[Brief]: What is the number of lines in this data that contain the word "Error"? Give the number alone.

[Saved entries]:
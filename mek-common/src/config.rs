//! Configuration loading and root folder resolution
//!
//! Resolution order for both the configuration file and the root folder:
//! 1. Command-line argument (highest priority)
//! 2. Environment variable
//! 3. TOML config file (root folder only)
//! 4. OS-dependent compiled default (fallback)
//!
//! A missing configuration file is never fatal: callers receive `None` and
//! fall back to built-in defaults.

use crate::{Error, Result};
use serde::de::DeserializeOwned;
use serde::Serialize;
use std::io::Write;
use std::path::{Path, PathBuf};
use tracing::{debug, warn};

/// Application directory name used under the platform config/data dirs
pub const APP_DIR: &str = "mek";

/// Locate the configuration file for a tool.
///
/// Priority: CLI argument → `env_var_name` → `<config_dir>/mek/<file_name>`.
/// Returns `None` when nothing is configured and the default file does not exist.
pub fn resolve_config_file(
    cli_arg: Option<&Path>,
    env_var_name: &str,
    file_name: &str,
) -> Option<PathBuf> {
    if let Some(path) = cli_arg {
        return Some(path.to_path_buf());
    }

    if let Ok(path) = std::env::var(env_var_name) {
        if !path.trim().is_empty() {
            return Some(PathBuf::from(path));
        }
    }

    let default_path = dirs::config_dir().map(|d| d.join(APP_DIR).join(file_name))?;
    if default_path.exists() {
        Some(default_path)
    } else {
        debug!("No config file at {}", default_path.display());
        None
    }
}

/// Root folder resolution.
///
/// Priority: CLI argument → `env_var_name` → `toml_value` → OS default data dir.
pub fn resolve_root_folder(
    cli_arg: Option<&Path>,
    env_var_name: &str,
    toml_value: Option<&Path>,
) -> PathBuf {
    if let Some(path) = cli_arg {
        return path.to_path_buf();
    }

    if let Ok(path) = std::env::var(env_var_name) {
        if !path.trim().is_empty() {
            return PathBuf::from(path);
        }
    }

    if let Some(path) = toml_value {
        return path.to_path_buf();
    }

    default_root_folder()
}

/// OS-dependent default root folder path
pub fn default_root_folder() -> PathBuf {
    if cfg!(target_os = "linux") {
        // ~/.local/share/mek
        dirs::data_local_dir()
            .map(|d| d.join(APP_DIR))
            .unwrap_or_else(|| PathBuf::from("/var/lib/mek"))
    } else if cfg!(target_os = "macos") {
        // ~/Library/Application Support/mek
        dirs::data_dir()
            .map(|d| d.join(APP_DIR))
            .unwrap_or_else(|| PathBuf::from("/Library/Application Support/mek"))
    } else if cfg!(target_os = "windows") {
        // %LOCALAPPDATA%\mek
        dirs::data_local_dir()
            .map(|d| d.join(APP_DIR))
            .unwrap_or_else(|| PathBuf::from("C:\\ProgramData\\mek"))
    } else {
        PathBuf::from("./mek_data")
    }
}

/// Load and parse a TOML file.
///
/// Returns `Ok(None)` if the file does not exist (logged as a warning),
/// `Err(Error::Config)` if it exists but cannot be read or parsed.
pub fn load_toml_file<T: DeserializeOwned>(path: &Path) -> Result<Option<T>> {
    if !path.exists() {
        warn!("Config file not found: {} (using defaults)", path.display());
        return Ok(None);
    }

    let content = std::fs::read_to_string(path)
        .map_err(|e| Error::Config(format!("Read TOML failed ({}): {}", path.display(), e)))?;

    let parsed = toml::from_str(&content)
        .map_err(|e| Error::Config(format!("Parse TOML failed ({}): {}", path.display(), e)))?;

    Ok(Some(parsed))
}

/// Serialize a value to pretty JSON and write it atomically
pub fn write_json_pretty<T: Serialize>(value: &T, path: &Path) -> Result<()> {
    let content = serde_json::to_vec_pretty(value)?;
    write_atomic(path, &content)
}

/// Write bytes to `path` via a sibling temp file + fsync + rename.
///
/// Readers see either the previous complete file or the new complete file.
pub fn write_atomic(path: &Path, bytes: &[u8]) -> Result<()> {
    if let Some(parent) = path.parent() {
        if !parent.as_os_str().is_empty() {
            std::fs::create_dir_all(parent)?;
        }
    }

    let file_name = path
        .file_name()
        .ok_or_else(|| Error::InvalidInput(format!("Not a file path: {}", path.display())))?;
    let mut tmp_name = file_name.to_os_string();
    tmp_name.push(".tmp");
    let tmp_path = path.with_file_name(tmp_name);

    {
        let mut file = std::fs::File::create(&tmp_path)?;
        file.write_all(bytes)?;
        file.sync_all()?;
    }

    std::fs::rename(&tmp_path, path)?;
    Ok(())
}
//! Fusion of partial records into one enriched record per entity

pub mod dedup;
pub mod merge_engine;

pub use dedup::{dedup_key, dedup_preserving_order, ListDeduper};
pub use merge_engine::{MergeEngine, MergeInput};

[Exercise output]: 5